G1 RSet improvement ideas

Mon Feb 3 09:58:29 UTC 2014

Hi,

  let me have a stab at this long mail with a few half-baked
thoughts... ;)

On Thu, 2014-01-30 at 12:33 -0500, Tony Printezis wrote:
> Hi all,
> 
> I had a recent e-mail exchange with Bengt and Thomas and we touched a 
> bit on G1 RSet work. RSets can be a major bottleneck in G1 right now, 
> but I don't believe it's fundamental issue with the concept. IMHO, the 
> implementation can be substantially improved to be much more efficient. 
> I recently created a few issues in our (Twitter) bug system with some 
> ideas on how to do that. I pasted all the text below (but replaced the 
> internal issue #s with (1), (2), etc.).
> 
> Let me know if you have any ideas, thoughts, etc. on this.
> 
> Tony
> 
> ----------
> 
> (1) Use a single RSet for all young regions
> 
> In G1 each region has its own Remembered Set (RSet). During a 
> collection, all RSets of the Collection Set (CSet) regions need to be 
> scanned. Given that all young regions are always collected together 
> during the same collection, it will be beneficial to actually make all 
> young regions point to the same physical RSet. This will have several 
> advantages:
> 
> - lower overall RSet footprint (better to have one fuller RSet, than 
> many mostly empty ones; this will also quickly eliminate duplicate RSet 
> entries across all young regions)

That is true, but in my experience with a similar system (not on G1),
the savings are not that big - of course there are, but not huge iirc.

In that direction one could experiment with another idea, a "sticky young
gen" value in the card table, that can be used to also filter out references
between old gen regions originating from these cards (they will be
scanned anyway) too. I think I had that implemented somewhere/sometime, it
should work.

I.e. during refinement, if we find a to-young reference, instead of
clearing the card at the end, mark it with some "sticky young value" so
that the barrier will not redirty that card. Maybe also just leaving it
dirty may be sufficient.

Note that this idea dirties the card table, so requires clearing.

> - more efficient RSet scanning (the number of RSets scanned during a 
> collection will not depend on the number of young regions in the CSet)

The main contributing factor for rset scanning is the number of entries,
not the number of rsets. You can always improve the distribution across
threads if that is what is your concern.

(G1 typically takes the easy approach by distributing work on a per-region
basis. That's more an artifact of a quick solution than a real solution.
There are already a few CRs and prototypes that improve this situation).

> Minus any issues and assumptions that will need to be ironed out in the 
> RSet code, doing this should be straightforward. During a GC, a new RSet 

I do not see huge issues with that either.
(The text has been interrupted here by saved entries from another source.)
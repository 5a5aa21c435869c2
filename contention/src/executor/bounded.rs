use std::sync::{
    Arc,
    atomic::{AtomicUsize, Ordering},
};

use futures::stream::{FuturesUnordered, StreamExt};
use tokio::{sync::Semaphore, task::JoinHandle};
use typed_builder::TypedBuilder;

use super::{ConcurrencyMode, Executor, Run, settle};
use crate::{
    error::{Error, TaskError, WorkloadError},
    record::{TaskEntry, TaskRecord, TaskSummary, worker_identity},
    shared::SharedState,
    workload::Workload,
};

pub const DEFAULT_MAX_CONCURRENCY: usize = 5;

/// Executor that gives every task its own worker and bounds how many of them
/// may work at the same time.
///
/// Admission is controlled by a [`tokio::sync::Semaphore`] holding
/// `max_concurrency` tokens, created fresh for every run.
///
/// - Each task is spawned as a Tokio task that waits for a token. Waiting only
///   parks that task, never the runtime.
/// - Once admitted, the owned permit is moved into a blocking worker
///   (`spawn_blocking`) which runs the workload, increments the shared counter
///   and appends a [`TaskRecord`] to the shared store.
/// - The permit is a local of the blocking closure, so it goes back to the
///   semaphore however the closure exits: success, workload error or panic.
///   Each release wakes one waiter.
/// - Results are collected as workers finish, so their order is completion
///   order, not submission order.
///
/// A task whose workload fails or panics gets a [`TaskEntry::Failed`] slot; the
/// other tasks are not affected.
///
/// # Tuning knobs
///
/// - `max_concurrency`: number of admission tokens. Defaults to
///   [`DEFAULT_MAX_CONCURRENCY`].
#[derive(Debug, TypedBuilder)]
pub struct BoundedExecutor {
    /// The number of admission tokens.
    #[builder(default = DEFAULT_MAX_CONCURRENCY)]
    pub max_concurrency: usize,
    #[builder(default, setter(skip))]
    gauge: Arc<ActivityGauge>,
}

impl Default for BoundedExecutor {
    fn default() -> Self {
        Self::builder().build()
    }
}

impl BoundedExecutor {
    pub fn new(max_concurrency: usize) -> Self {
        Self::builder().max_concurrency(max_concurrency).build()
    }

    /// Live view of how many workers currently hold a token.
    pub fn gauge(&self) -> &ActivityGauge {
        &self.gauge
    }
}

impl Executor for BoundedExecutor {
    fn label(&self) -> &'static str {
        "bounded-parallel"
    }

    fn mode(&self) -> ConcurrencyMode {
        ConcurrencyMode::Parallel
    }

    fn max_concurrency(&self) -> Option<usize> {
        Some(self.max_concurrency)
    }

    fn touches_shared_state(&self) -> bool {
        true
    }

    async fn exec<W: Workload>(&self, run: &Run<W>) -> Result<Vec<TaskEntry>, Error> {
        if self.max_concurrency == 0 || self.max_concurrency > Semaphore::MAX_PERMITS {
            return Err(Error::ResourceExhaustion {
                what: "max_concurrency",
                value: self.max_concurrency,
                min: 1,
                max: Semaphore::MAX_PERMITS,
            });
        }

        let admission = Arc::new(Semaphore::new(self.max_concurrency));
        tracing::info!(
            "Spawning {} workers behind {} admission tokens...",
            run.item_count,
            self.max_concurrency
        );
        let handles = spawn_workers(admission, Arc::clone(&self.gauge), run);

        let mut pending: FuturesUnordered<_> = handles
            .into_iter()
            .enumerate()
            .map(|(task_id, handle)| async move { (task_id, handle.await) })
            .collect();

        let mut entries = Vec::with_capacity(run.item_count);
        while let Some((task_id, joined)) = pending.next().await {
            let entry = match joined {
                Ok(entry) => entry,
                Err(e) => {
                    let err = TaskError::from_join(e);
                    tracing::error!("Worker {task_id} died: {err}");
                    TaskEntry::failed(task_id, &err)
                }
            };
            entries.push(entry);
        }

        tracing::info!(
            "All {} workers joined, peak concurrency so far {}.",
            entries.len(),
            self.gauge.peak()
        );
        Ok(entries)
    }
}

/// Spawns one Tokio task per item. Each one waits for an admission token, then
/// hands the token and the work to the blocking pool.
fn spawn_workers<W: Workload>(
    admission: Arc<Semaphore>,
    gauge: Arc<ActivityGauge>,
    run: &Run<W>,
) -> Vec<JoinHandle<TaskEntry>> {
    (0..run.item_count)
        .map(|task_id| {
            let admission = Arc::clone(&admission);
            let gauge = Arc::clone(&gauge);
            let workload = Arc::clone(&run.workload);
            let shared = run.shared.clone();

            tokio::spawn(async move {
                let permit = match admission.acquire_owned().await {
                    Ok(p) => p,
                    Err(_) => {
                        tracing::debug!(
                            "Worker {task_id} failed to acquire token (semaphore closed)."
                        );
                        return TaskEntry::failed(task_id, &TaskError::Aborted);
                    }
                };
                tracing::debug!("Worker {task_id} admitted.");

                let outcome = tokio::task::spawn_blocking(move || {
                    // Declared first so it is dropped last, after the gauge guard.
                    let _permit = permit;
                    let _active = gauge.enter();
                    process(task_id, workload.as_ref(), &shared)
                })
                .await
                .map_err(TaskError::from_join);

                settle(task_id, outcome)
            })
        })
        .collect()
}

/// The admitted part of a task: work, then one increment and one append.
fn process<W: Workload>(
    task_id: usize,
    workload: &W,
    shared: &SharedState,
) -> Result<TaskSummary, WorkloadError> {
    let result = workload.compute(task_id)?;
    workload.wait();

    let counter_value = shared.counter().increment();
    let worker = worker_identity();
    shared
        .store()
        .append(TaskRecord::new(task_id, result, worker.clone()));

    tracing::debug!("Worker {task_id} done, counter at {counter_value}.");
    Ok(TaskSummary::new(task_id, result, worker).with_counter(counter_value))
}

/// Counts workers between admission and release.
#[derive(Debug, Default)]
pub struct ActivityGauge {
    active: AtomicUsize,
    peak: AtomicUsize,
    admitted: AtomicUsize,
}

impl ActivityGauge {
    /// Mark one worker as active until the guard is dropped.
    pub fn enter(&self) -> ActiveGuard<'_> {
        let now = self.active.fetch_add(1, Ordering::SeqCst) + 1;
        self.peak.fetch_max(now, Ordering::SeqCst);
        self.admitted.fetch_add(1, Ordering::Relaxed);
        ActiveGuard { gauge: self }
    }

    pub fn active(&self) -> usize {
        self.active.load(Ordering::SeqCst)
    }

    /// Highest number of simultaneously active workers ever observed.
    pub fn peak(&self) -> usize {
        self.peak.load(Ordering::SeqCst)
    }

    /// Total number of admissions.
    pub fn admitted(&self) -> usize {
        self.admitted.load(Ordering::Relaxed)
    }
}

pub struct ActiveGuard<'a> {
    gauge: &'a ActivityGauge,
}

impl Drop for ActiveGuard<'_> {
    fn drop(&mut self) {
        self.gauge.active.fetch_sub(1, Ordering::SeqCst);
    }
}
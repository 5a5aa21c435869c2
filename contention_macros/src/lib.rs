use proc_macro::TokenStream;
use quote::quote;
use syn::{ItemStruct, parse_macro_input};

extern crate proc_macro;

/// Turns a plain struct into a `Record`.
///
/// Adds the serde, `Debug`, `Clone` and `PartialEq` derives every record needs
/// and implements the `Record` marker trait, which must be in scope at the
/// call site.
#[proc_macro_attribute]
pub fn record(_attr: TokenStream, item: TokenStream) -> TokenStream {
    let ast = parse_macro_input!(item as ItemStruct);
    let ident = &ast.ident;
    let (impl_generics, ty_generics, where_clause) = ast.generics.split_for_impl();
    let expanded = quote! {
        #[derive(
            serde::Serialize,
            serde::Deserialize,
            std::fmt::Debug,
            std::clone::Clone,
            std::cmp::PartialEq
        )]
        #ast

        impl #impl_generics Record for #ident #ty_generics #where_clause {}
    };

    TokenStream::from(expanded)
}
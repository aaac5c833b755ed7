//! User API module (admin only)

mod handler;

use axum::{Router, middleware, routing::get};

use crate::auth::require_admin;
use crate::core::ServerState;

pub fn router() -> Router<ServerState> {
    Router::new().nest("/api/users", routes())
}

fn routes() -> Router<ServerState> {
    Router::new()
        .route("/", get(handler::list).post(handler::create))
        .route(
            "/{id}",
            get(handler::get_by_id)
                .put(handler::update)
                .delete(handler::delete),
        )
        .layer(middleware::from_fn(require_admin))
}
//! Product Repository
//!
//! CRUD for products. `stock_qty` is written here only at creation time
//! (the initial baseline); every later stock mutation is a ledger
//! transaction.

use chrono::Utc;
use shared::models::{ProductCreate, ProductUpdate};
use surrealdb::Surreal;
use surrealdb::engine::local::Db;

use super::{BaseRepository, RepoError, RepoResult, record_id};
use crate::db::models::{LowStockProduct, Product};

const TABLE: &str = "product";

#[derive(Clone)]
pub struct ProductRepository {
    base: BaseRepository,
}

impl ProductRepository {
    pub fn new(db: Surreal<Db>) -> Self {
        Self {
            base: BaseRepository::new(db),
        }
    }

    /// All products, newest first
    pub async fn find_all(&self) -> RepoResult<Vec<Product>> {
        let products: Vec<Product> = self
            .base
            .db()
            .query("SELECT * FROM product ORDER BY created_at DESC")
            .await?
            .take(0)?;
        Ok(products)
    }

    pub async fn find_by_id(&self, id: &str) -> RepoResult<Option<Product>> {
        let product: Option<Product> = self.base.db().select(record_id(TABLE, id)).await?;
        Ok(product)
    }

    pub async fn find_by_name(&self, name: &str) -> RepoResult<Option<Product>> {
        self.find_by_field("name", name).await
    }

    pub async fn find_by_slug(&self, slug: &str) -> RepoResult<Option<Product>> {
        self.find_by_field("slug", slug).await
    }

    pub async fn find_by_sku(&self, sku: &str) -> RepoResult<Option<Product>> {
        self.find_by_field("sku", sku).await
    }

    async fn find_by_field(&self, field: &'static str, value: &str) -> RepoResult<Option<Product>> {
        let found: Vec<Product> = self
            .base
            .db()
            .query(format!("SELECT * FROM product WHERE {field} = $value"))
            .bind(("value", value.to_string()))
            .await?
            .take(0)?;
        Ok(found.into_iter().next())
    }

    /// Products at or below their alert threshold
    pub async fn find_low_stock(&self) -> RepoResult<Vec<LowStockProduct>> {
        let products: Vec<LowStockProduct> = self
            .base
            .db()
            .query("SELECT id, name, sku, stock_qty FROM product WHERE stock_qty <= alert_qty")
            .await?
            .take(0)?;
        Ok(products)
    }

    pub async fn create(&self, data: ProductCreate) -> RepoResult<Product> {
        if data.stock_qty < 0 {
            return Err(RepoError::Validation(
                "stock_qty must not be negative".into(),
            ));
        }

        let now = Utc::now();
        let product = Product {
            id: None,
            name: data.name,
            description: data.description,
            slug: data.slug,
            sku: data.sku,
            category_id: data
                .category_id
                .as_deref()
                .map(|id| record_id("category", id)),
            stock_qty: data.stock_qty,
            alert_qty: data.alert_qty,
            buying_price: data.buying_price,
            selling_price: data.selling_price,
            supplier_name: data.supplier_name,
            supplier_contact: data.supplier_contact,
            created_at: now,
            updated_at: now,
        };

        let created: Option<Product> = self.base.db().create(TABLE).content(product).await?;
        created.ok_or_else(|| RepoError::Database("Failed to create product".to_string()))
    }

    /// Update descriptive fields. Deliberately leaves `stock_qty` untouched.
    pub async fn update(&self, id: &str, data: ProductUpdate) -> RepoResult<Product> {
        let mut product = self
            .find_by_id(id)
            .await?
            .ok_or_else(|| RepoError::NotFound(format!("Product {id}")))?;

        if let Some(name) = data.name {
            product.name = name;
        }
        if let Some(description) = data.description {
            product.description = Some(description);
        }
        if let Some(slug) = data.slug {
            product.slug = slug;
        }
        if let Some(sku) = data.sku {
            product.sku = sku;
        }
        if let Some(category_id) = data.category_id {
            product.category_id = Some(record_id("category", &category_id));
        }
        if let Some(alert_qty) = data.alert_qty {
            product.alert_qty = alert_qty;
        }
        if let Some(buying_price) = data.buying_price {
            product.buying_price = buying_price;
        }
        if let Some(selling_price) = data.selling_price {
            product.selling_price = selling_price;
        }
        if let Some(supplier_name) = data.supplier_name {
            product.supplier_name = Some(supplier_name);
        }
        if let Some(supplier_contact) = data.supplier_contact {
            product.supplier_contact = Some(supplier_contact);
        }
        product.updated_at = Utc::now();

        let updated: Option<Product> = self
            .base
            .db()
            .update(record_id(TABLE, id))
            .content(product)
            .await?;
        updated.ok_or_else(|| RepoError::NotFound(format!("Product {id}")))
    }

    pub async fn delete(&self, id: &str) -> RepoResult<bool> {
        let deleted: Option<Product> = self.base.db().delete(record_id(TABLE, id)).await?;
        Ok(deleted.is_some())
    }
}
> is created and all Survivor regions created during that GC will be made 
> to point to it. Then, as new Eden regions are allocated, they will also 
> point to the same RSet. At the start of the next GC, all Eden / Survivor 
> regions will be pointing to the same RSet. During young GCs, we'll only 
> need to scan that RSet. During mixed GCs, we'll need to scan the young 
> RSet and all the RSets of the old regions. But this will be an 
> improvement over what we do now. We'll also need to decouple the young 
> RSet freeing code from the region reclamation code so that we don't 
> attempt to reclaim the same RSet multiple times.

Another minus, that might be implementation dependent: possibly lots of
contention on a single RSet.
Consider machines with a few hundred threads out there. Not that I think
anyone ever made measurements regarding that with the current RSets on
such a system either...

> (2) G1 RSets: Use a single RSet for old regions of a single CSet
> 
> (This is a follow-up to (1))
> 
> For the same reasons that it's a good idea to use a single Remembered 
> Set (RSet) for all young regions, it'd be also helpful to use a single 
> RSet for all old regions that are added to a Collection Set (CSet). In 
> combination with (1), this will result in only having either one (young 
> GCs) or two (mixed GCs) RSets to scan during GC.
> 
> This will be quite a lot more work to do, compared to (1), given that we 
> only choose the old regions to add to a CSet at the start of a GC. To 
> achieve this we'll have to do a bit more advance preparation: choose 
> groups of old regions to collect together (maybe do that concurrently to 
> minimize STW work) and combine their RSets. So, at each mixed GC, we'll 
> pick an old region group, and its associated RSet, and collect them 
> along with the young regions.

A similar effect could be achieved by increasing region size, it's not
as flexible though.

It, and all follow-up ideas in that direction, assume that the regions that
we want to pick and their order can be precalculated. That may be a good
assumption now, as G1 tries to do the cleanup asap, it may not hold in the
future.

Eg. there are already minor complaints that the mixed gc phase impacts 
throughput too much during that time, so spreading this phase out may be
considered in the future (e.g. just reclaim enough to keep up with promotion
rate and then a little).

Also, we might need the flexibility to e.g. clear up particular regions to
allow allocation of large objects without full GC. That's a major concern
in some cases, you may have noticed that there are already some CRs trying
to improve G1 behavior with many large objects.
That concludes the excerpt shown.